Simple, because you can't make a valid metric out of two differentials calculated for two DIFFERENT conditions. This is explained by several different posters on page 1.

It is the same condition, or rather the same invariant, as calculated by three different observers: dτ² as measured by the freefaller, dt_s² - dr_s² as measured by a stationary observer that coincides with the freefaller, and (1-2μ/r) dt² - (1- 2μ/r)^-1 dr² as inferred by a distant observer using Schwarzschild coordinates.

 

[xox]

It is the same condition,

No, it isn't:

$dr_s$ is calculated from the metric by setting the condition $dt=0$ in $ds^2=\frac{dr^2}{1-2 \mu/r}-(1-2 \mu/r)dt^2$
$dt_s$ is calculated from the metric by setting a DIFFERENT condition, $dr=0$, into $ds^2=(1-2 \mu/r)dt^2-\frac{dr^2}{1-2 \mu/r}$

Three of us pointed out this kind of error on the first page, please read it, no point in repeating the same mistake over and over.

 

[grav-universe]

No, it isn't:

$dr_s$ is calculated from the metric by setting the condition $dt=0$ in $ds^2=\frac{dr^2}{1-2 \mu/r}-(1-2 \mu/r)dt^2$
$dt_s$ is calculated from the metric by setting a DIFFERENT condition, $dr=0$, into $ds^2=(1-2 \mu/r)dt^2-\frac{dr^2}{1-2 \mu/r}$

Three of us pointed out this kind of error on the first page, please read it, no point in repeating the same mistake over and over.
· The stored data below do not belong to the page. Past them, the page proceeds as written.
//! # Application State Types
//!
//! Everything the foreground keeps about the broker session: the current scan,
//! loaded charts, the merged account view, live quotes and the scanner
//! parameter catalogue. Updated only from [`crate::app::App::on_tick`].

use chrono::{DateTime, Local};
use shared::{AccountValue, Bar, Position, QuoteField, RequestId, ScanRow};
use std::collections::HashMap;

/// Latest completed scanner result
#[derive(Debug, Clone, PartialEq)]
pub struct ScanState {
    pub request_id: RequestId,
    pub rows: Vec<ScanRow>,
    pub received_at: DateTime<Local>,
}

/// Bars loaded for one symbol
#[derive(Debug, Clone, PartialEq)]
pub struct ChartData {
    pub request_id: RequestId,
    pub symbol: String,
    pub bars: Vec<Bar>,
    pub received_at: DateTime<Local>,
}

impl ChartData {
    pub fn last_close(&self) -> Option<f64> {
        self.bars.last().map(|b| b.close)
    }

    /// Lowest low and highest high across the series
    pub fn price_range(&self) -> Option<(f64, f64)> {
        self.bars.iter().fold(None, |range, bar| match range {
            None => Some((bar.low, bar.high)),
            Some((low, high)) => Some((low.min(bar.low), high.max(bar.high))),
        })
    }
}

/// Account values and positions merged from partial snapshots.
#[derive(Debug, Clone, Default, PartialEq)]
pub struct AccountData {
    pub values: HashMap<String, AccountValue>,
    pub positions: Vec<Position>,
    pub net_liquidation: f64,
    pub available_funds: f64,
    pub buying_power: f64,
}

impl AccountData {
    /// Merge one snapshot. Keys overwrite; a position replaces the one with the
    /// same account, symbol and instrument type, otherwise it is appended.
    /// Applying the same snapshot twice leaves the state unchanged.
    pub fn merge(&mut self, values: HashMap<String, AccountValue>, positions: Vec<Position>) {
        for (key, value) in values {
            let amount = shared::parse_amount(&value.value);
            match key.as_str() {
                "NetLiquidation" => self.net_liquidation = amount,
                "AvailableFunds" => self.available_funds = amount,
                "BuyingPower" => self.buying_power = amount,
                _ => {}
            }
            self.values.insert(key, value);
        }

        for position in positions {
            match self.positions.iter_mut().find(|p| p.same_holding(&position)) {
                Some(existing) => *existing = position,
                None => self.positions.push(position),
            }
        }
    }

    /// Sum of unrealized P&L across positions
    pub fn unrealized_pnl(&self) -> f64 {
        self.positions.iter().map(|p| p.unrealized_pnl).sum()
    }
}

/// Latest values for one quote subscription
#[derive(Debug, Clone, Default, PartialEq)]
pub struct QuoteSnapshot {
    pub symbol: String,
    pub values: HashMap<QuoteField, f64>,
}

impl QuoteSnapshot {
    pub fn get(&self, field: QuoteField) -> Option<f64> {
        self.values.get(&field).copied()
    }

    /// Change from the previous close in percent
    pub fn gain_pct(&self) -> Option<f64> {
        let last = self.get(QuoteField::Last)?;
        let close = self.get(QuoteField::Close)?;
        if close == 0.0 {
            return None;
        }
        Some((last - close) / close * 100.0)
    }
}

/// Quote snapshots keyed by subscription id
#[derive(Debug, Clone, Default, PartialEq)]
pub struct QuoteBoard {
    quotes: HashMap<RequestId, QuoteSnapshot>,
}

impl QuoteBoard {
    /// Remember which symbol an id streams
    pub fn track(&mut self, request_id: RequestId, symbol: &str) {
        self.quotes.entry(request_id).or_default().symbol = symbol.to_string();
    }

    pub fn untrack(&mut self, request_id: RequestId) -> Option<QuoteSnapshot> {
        self.quotes.remove(&request_id)
    }

    pub fn apply(&mut self, request_id: RequestId, field: QuoteField, value: f64) {
        self.quotes
            .entry(request_id)
            .or_default()
            .values
            .insert(field, value);
    }

    pub fn get(&self, request_id: RequestId) -> Option<&QuoteSnapshot> {
        self.quotes.get(&request_id)
    }

    pub fn by_symbol(&self, symbol: &str) -> Option<&QuoteSnapshot> {
        self.quotes.values().find(|q| q.symbol == symbol)
    }

    pub fn len(&self) -> usize {
        self.quotes.len()
    }

    pub fn is_empty(&self) -> bool {
        self.quotes.is_empty()
    }
}

/// Main application state
#[derive(Debug, Clone, Default)]
pub struct AppState {
    pub scan: Option<ScanState>,
    pub charts: HashMap<String, ChartData>,
    pub active_symbol: Option<String>,
    pub account: AccountData,
    pub quotes: QuoteBoard,
    pub scanner_parameters: Option<String>,
    /// Events applied since start
    pub events_processed: u64,
}

impl AppState {
    pub fn active_chart(&self) -> Option<&ChartData> {
        self.active_symbol
            .as_deref()
            .and_then(|symbol| self.charts.get(symbol))
    }
}

#[cfg(test)]
mod tests {
    use super::*;

    fn value(v: &str) -> AccountValue {
        AccountValue {
            value: v.to_string(),
            currency: "USD".to_string(),
            account_name: "DU1".to_string(),
        }
    }

    fn position(symbol: &str, instrument_type: &str, size: f64) -> Position {
        Position {
            account: "DU1".to_string(),
            symbol: symbol.to_string(),
            instrument_type: instrument_type.to_string(),
            size,
            market_price: 10.0,
            market_value: 10.0 * size,
            average_cost: 9.0,
            unrealized_pnl: size,
            realized_pnl: 0.0,
        }
    }

    #[test]
    fn test_merge_is_idempotent() {
        let values: HashMap<String, AccountValue> = [
            ("NetLiquidation".to_string(), value("1000.5")),
            ("Cushion".to_string(), value("0.9")),
        ]
        .into_iter()
        .collect();
        let positions = vec![position("AAPL", "STK", 10.0)];

        let mut once = AccountData::default();
        once.merge(values.clone(), positions.clone());
        let mut twice = once.clone();
        twice.merge(values, positions);

        assert_eq!(once, twice);
        assert_eq!(twice.net_liquidation, 1000.5);
        assert_eq!(twice.positions.len(), 1);
    }

    #[test]
    fn test_position_replaced_by_holding_key() {
        let mut account = AccountData::default();
        account.merge(HashMap::new(), vec![position("AAPL", "STK", 10.0)]);
        account.merge(HashMap::new(), vec![position("AAPL", "OPT", 1.0)]);
        account.merge(HashMap::new(), vec![position("AAPL", "STK", 25.0)]);

        assert_eq!(account.positions.len(), 2);
        assert_eq!(account.positions[0].size, 25.0);
        assert_eq!(account.positions[1].instrument_type, "OPT");
        assert_eq!(account.unrealized_pnl(), 26.0);
    }

    #[test]
    fn test_unparseable_summary_value_is_zero() {
        let mut account = AccountData::default();
        account.merge([("BuyingPower".to_string(), value("500"))].into_iter().collect(), vec![]);
        account.merge([("BuyingPower".to_string(), value("n/a"))].into_iter().collect(), vec![]);
        assert_eq!(account.buying_power, 0.0);
        assert_eq!(account.values["BuyingPower"].value, "n/a");
    }

    #[test]
    fn test_gain_pct_needs_nonzero_close() {
        let mut board = QuoteBoard::default();
        board.track(3, "NVDA");
        board.apply(3, QuoteField::Last, 110.0);
        assert_eq!(board.get(3).unwrap().gain_pct(), None);

        board.apply(3, QuoteField::Close, 100.0);
        let gain = board.by_symbol("NVDA").unwrap().gain_pct().unwrap();
        assert!((gain - 10.0).abs() < 1e-9);

        board.apply(3, QuoteField::Close, 0.0);
        assert_eq!(board.get(3).unwrap().gain_pct(), None);
    }

    #[test]
    fn test_chart_range() {
        let bar = |low: f64, high: f64| Bar {
            time: "20240102".into(),
            open: low,
            high,
            low,
            close: high,
            volume: 1,
        };
        let chart = ChartData {
            request_id: 2,
            symbol: "AAPL".into(),
            bars: vec![bar(10.0, 12.0), bar(9.0, 11.0)],
            received_at: Local::now(),
        };
        assert_eq!(chart.price_range(), Some((9.0, 12.0)));
        assert_eq!(chart.last_close(), Some(11.0));
    }
}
Well right, time and distance are two different measurements, but when combined, they give the same metric for the overall spacetime.

 

[xox]

Well right, time and distance are two different measurements, but when combined, they give the same metric for the overall spacetime.

You CAN'T "combine" bits of two different solutions obtained for two different conditions, this is the mistake that you keep repeating.